▶ _REQUIRED ACTION_
Every line in the records below that holds the word "ordered" is to be copied.

[Dataset entries]
>>

impl Database {
    /// Creates a database that lives only as long as this handle, seeded
    /// from `seed`.
    pub async fn in_memory(seed: &SeedConfig) -> PlannerResult<Self> {
        let options = SqliteConnectOptions::from_str("sqlite::memory:")
            .map_err(storage_error)?
            .foreign_keys(true);
        // Each in-memory connection is its own database, so keep exactly one alive.
        let pool = SqlitePoolOptions::new()
            .max_connections(1)
            .idle_timeout(None)
            .max_lifetime(None)
            .connect_with(options)
            .await
            .map_err(storage_error)?;
        Self::prepare(pool, seed).await
    }

    /// Opens the database file at `path`, creating it when missing.
    ///
    /// Empty employee and settings tables are seeded from `seed`.
    pub async fn open<P: AsRef<Path>>(path: P, seed: &SeedConfig) -> PlannerResult<Self> {
        let path = path.as_ref();
        if let Some(parent) = path.parent().filter(|p| !p.as_os_str().is_empty()) {
            std::fs::create_dir_all(parent).map_err(storage_error)?;
        }

        let options = SqliteConnectOptions::new()
            .filename(path)
            .create_if_missing(true)
            .foreign_keys(true);
        let pool = SqlitePoolOptions::new()
            .connect_with(options)
            .await
            .map_err(storage_error)?;

        let db = Self::prepare(pool, seed).await?;
        info!(path = %path.display(), "Opened database");
        Ok(db)
    }

    async fn prepare(pool: SqlitePool, seed: &SeedConfig) -> PlannerResult<Self> {
        sqlx::migrate!("./migrations")
            .run(&pool)
            .await
            .map_err(storage_error)?;
        let db = Self { pool };
        db.seed(seed).await?;
        Ok(db)
    }

    /// Fills the employee and settings tables from the seed, each only when
    /// it is empty.
    async fn seed(&self, seed: &SeedConfig) -> PlannerResult<()> {
        let mut tx = self.pool.begin().await.map_err(storage_error)?;

        let employees: i64 = sqlx::query_scalar("SELECT COUNT(*) FROM employees")
            .fetch_one(&mut *tx)
            .await
            .map_err(storage_error)?;
        let seed_employees = employees == 0;
        if seed_employees {
            for employee in &seed.employees {
                insert_employee_row(&mut tx, employee).await?;
            }
        }

        let settings: i64 = sqlx::query_scalar("SELECT COUNT(*) FROM settings")
            .fetch_one(&mut *tx)
            .await
            .map_err(storage_error)?;
        let seed_settings = settings == 0;
        if seed_settings {
            for (key, value) in &seed.settings {
                upsert_setting(&mut tx, key, value).await?;
            }
        }

        tx.commit().await.map_err(storage_error)?;

        if seed_employees || seed_settings {
            info!(
                employees = seed_employees,
                settings = seed_settings,
                "Seeded empty tables"
            );
        }
        Ok(())
    }

    /// Lists employees ordered by id, optionally only the active ones.
    pub async fn employees(&self, active_only: bool) -> PlannerResult<Vec<Employee>> {
        let rows = sqlx::query_as::<_, EmployeeRecord>(
            "SELECT id, name, active FROM employees WHERE active = 1 OR ?1 = 0 ORDER BY id",
        )
        .bind(active_only)
        .fetch_all(&self.pool)
        .await
        .map_err(storage_error)?;
        Ok(decode_rows(rows))
    }

    /// Looks up one employee.
    pub async fn employee(&self, id: EmployeeId) -> PlannerResult<Option<Employee>> {
        let row = sqlx::query_as::<_, EmployeeRecord>(
            "SELECT id, name, active FROM employees WHERE id = ?1",
        )
        .bind(i64::from(id))
        .fetch_optional(&self.pool)
        .await
        .map_err(storage_error)?;
        Ok(row.and_then(|r| decode_rows(vec![r]).pop()))
    }

    /// Adds an employee; fails with `DuplicateEmployee` when the id is taken.
    pub async fn insert_employee(&self, employee: &Employee) -> PlannerResult<()> {
        let mut tx = self.pool.begin().await.map_err(storage_error)?;

        let taken: Option<i64> = sqlx::query_scalar("SELECT id FROM employees WHERE id = ?1")
            .bind(i64::from(employee.id))
            .fetch_optional(&mut *tx)
            .await
            .map_err(storage_error)?;
        if taken.is_some() {
            return Err(PlannerError::DuplicateEmployee { id: employee.id });
        }

        insert_employee_row(&mut tx, employee).await?;
        tx.commit().await.map_err(storage_error)
    }

    /// Overwrites an existing employee; fails with `EmployeeNotFound` otherwise.
    pub async fn update_employee(&self, employee: &Employee) -> PlannerResult<()> {
        let result = sqlx::query("UPDATE employees SET name = ?1, active = ?2 WHERE id = ?3")
            .bind(&employee.name)
            .bind(employee.active)
            .bind(i64::from(employee.id))
            .execute(&self.pool)
            .await
            .map_err(storage_error)?;
        if result.rows_affected() == 0 {
            return Err(PlannerError::EmployeeNotFound { id: employee.id });
        }
        Ok(())
    }

    /// The raw settings map.
    pub async fn settings(&self) -> PlannerResult<BTreeMap<String, String>> {
        let rows: Vec<(String, String)> = sqlx::query_as("SELECT key, value FROM settings")
            .fetch_all(&self.pool)
            .await
            .map_err(storage_error)?;
        Ok(rows.into_iter().collect())
    }

    /// Upserts the given keys, leaving every other key untouched.
    pub async fn save_settings(&self, updates: &BTreeMap<String, String>) -> PlannerResult<()> {
        let mut tx = self.pool.begin().await.map_err(storage_error)?;
        for (key, value) in updates {
            upsert_setting(&mut tx, key, value).await?;
        }
        tx.commit().await.map_err(storage_error)
    }

    /// Shifts dated within `range`, ordered by date then employee.
    pub async fn shifts(&self, range: DateRange) -> PlannerResult<Vec<Stored<Shift>>> {
        self.fetch_range::<ShiftRecord>(
            "SELECT id, shift_date, employee_id, start_time, end_time, break_minutes,
                    replacement, replaces_employee_id, comment
             FROM shifts
             WHERE shift_date BETWEEN ?1 AND ?2
             ORDER BY shift_date, employee_id, id",
            range,
        )
        .await
    }

    /// Absences overlapping `range`, ordered by start date.
    pub async fn absences(&self, range: DateRange) -> PlannerResult<Vec<Stored<Absence>>> {
        self.fetch_range::<AbsenceRecord>(
            "SELECT id, start_date, end_date, employee_id, type, justified, comment
             FROM absences
             WHERE end_date >= ?1 AND start_date <= ?2
             ORDER BY start_date, employee_id, id",
            range,
        )
        .await
    }

    /// Late arrivals dated within `range`.
    pub async fn lateness(&self, range: DateRange) -> PlannerResult<Vec<Stored<Lateness>>> {
        self.fetch_range::<LatenessRecord>(
            "SELECT id, late_date, employee_id, scheduled_time, arrival_time, justified, comment
             FROM lateness
             WHERE late_date BETWEEN ?1 AND ?2
             ORDER BY late_date, employee_id, id",
            range,
        )
        .await
    }

    /// Overtime entries dated within `range`.
    pub async fn overtime(&self, range: DateRange) -> PlannerResult<Vec<Stored<Overtime>>> {
        self.fetch_range::<OvertimeRecord>(
            "SELECT id, overtime_date, employee_id, minutes, reason
             FROM overtime
             WHERE overtime_date BETWEEN ?1 AND ?2
             ORDER BY overtime_date, employee_id, id",
            range,
        )
        .await
    }

    async fn fetch_range<R>(&self, sql: &str, range: DateRange) -> PlannerResult<Vec<R::Record>>
    where
        R: TableRow + for<'r> FromRow<'r, SqliteRow> + Send + Unpin,
    {
        let rows = sqlx::query_as::<_, R>(sql)
            .bind(iso(range.from))
            .bind(iso(range.to))
            .fetch_all(&self.pool)
            .await
            .map_err(storage_error)?;
        Ok(decode_rows(rows))
    }

    /// Appends shifts, assigning fresh ids.
    pub async fn insert_shifts(&self, shifts: Vec<Shift>) -> PlannerResult<Vec<Stored<Shift>>> {
        let mut tx = self.pool.begin().await.map_err(storage_error)?;
        let mut saved = Vec::with_capacity(shifts.len());
        for shift in shifts {
            saved.push(insert_shift(&mut tx, shift).await?);
        }
        tx.commit().await.map_err(storage_error)?;
        Ok(saved)
    }

    /// Deletes the shifts dated within `range` and inserts `shifts` in their place.
    pub async fn replace_shifts(
        &self,
        range: DateRange,
        shifts: Vec<Shift>,
    ) -> PlannerResult<Vec<Stored<Shift>>> {
        let mut tx = self.pool.begin().await.map_err(storage_error)?;
        delete_range(
            &mut tx,
            "DELETE FROM shifts WHERE shift_date BETWEEN ?1 AND ?2",
            range,
        )
        .await?;
        let mut saved = Vec::with_capacity(shifts.len());
        for shift in shifts {
            saved.push(insert_shift(&mut tx, shift).await?);
        }
        tx.commit().await.map_err(storage_error)?;
        Ok(saved)
    }

    /// Deletes the absences overlapping `range` and inserts `absences` in their place.
    pub async fn replace_absences(
        &self,
        range: DateRange,
        absences: Vec<Absence>,
    ) -> PlannerResult<Vec<Stored<Absence>>> {
        let mut tx = self.pool.begin().await.map_err(storage_error)?;
        delete_range(
            &mut tx,
            "DELETE FROM absences WHERE end_date >= ?1 AND start_date <= ?2",
            range,
        )
        .await?;
        let mut saved = Vec::with_capacity(absences.len());
        for absence in absences {
            saved.push(insert_absence(&mut tx, absence).await?);
        }
        tx.commit().await.map_err(storage_error)?;
        Ok(saved)
    }

    /// Deletes the late arrivals dated within `range` and inserts `lateness`.
    pub async fn replace_lateness(
        &self,
        range: DateRange,
        lateness: Vec<Lateness>,
    ) -> PlannerResult<Vec<Stored<Lateness>>> {
        let mut tx = self.pool.begin().await.map_err(storage_error)?;
        delete_range(
            &mut tx,
            "DELETE FROM lateness WHERE late_date BETWEEN ?1 AND ?2",
            range,
        )
        .await?;
        let mut saved = Vec::with_capacity(lateness.len());
        for late in lateness {
            saved.push(insert_lateness(&mut tx, late).await?);
        }
        tx.commit().await.map_err(storage_error)?;
        Ok(saved)
    }

    /// Deletes the overtime entries dated within `range` and inserts `overtime`.
    pub async fn replace_overtime(
        &self,
        range: DateRange,
        overtime: Vec<Overtime>,
    ) -> PlannerResult<Vec<Stored<Overtime>>> {
        let mut tx = self.pool.begin().await.map_err(storage_error)?;
        delete_range(
            &mut tx,
            "DELETE FROM overtime WHERE overtime_date BETWEEN ?1 AND ?2",
            range,
        )
        .await?;
        let mut saved = Vec::with_capacity(overtime.len());
        for extra in overtime {
            saved.push(insert_overtime(&mut tx, extra).await?);
        }
        tx.commit().await.map_err(storage_error)?;
        Ok(saved)
    }
}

<<

▶ _EXERCISE RESPONSE_
    /// Lists employees ordered by id, optionally only the active ones.
    /// Shifts dated within `range`, ordered by date then employee.
    /// Absences overlapping `range`, ordered by start date.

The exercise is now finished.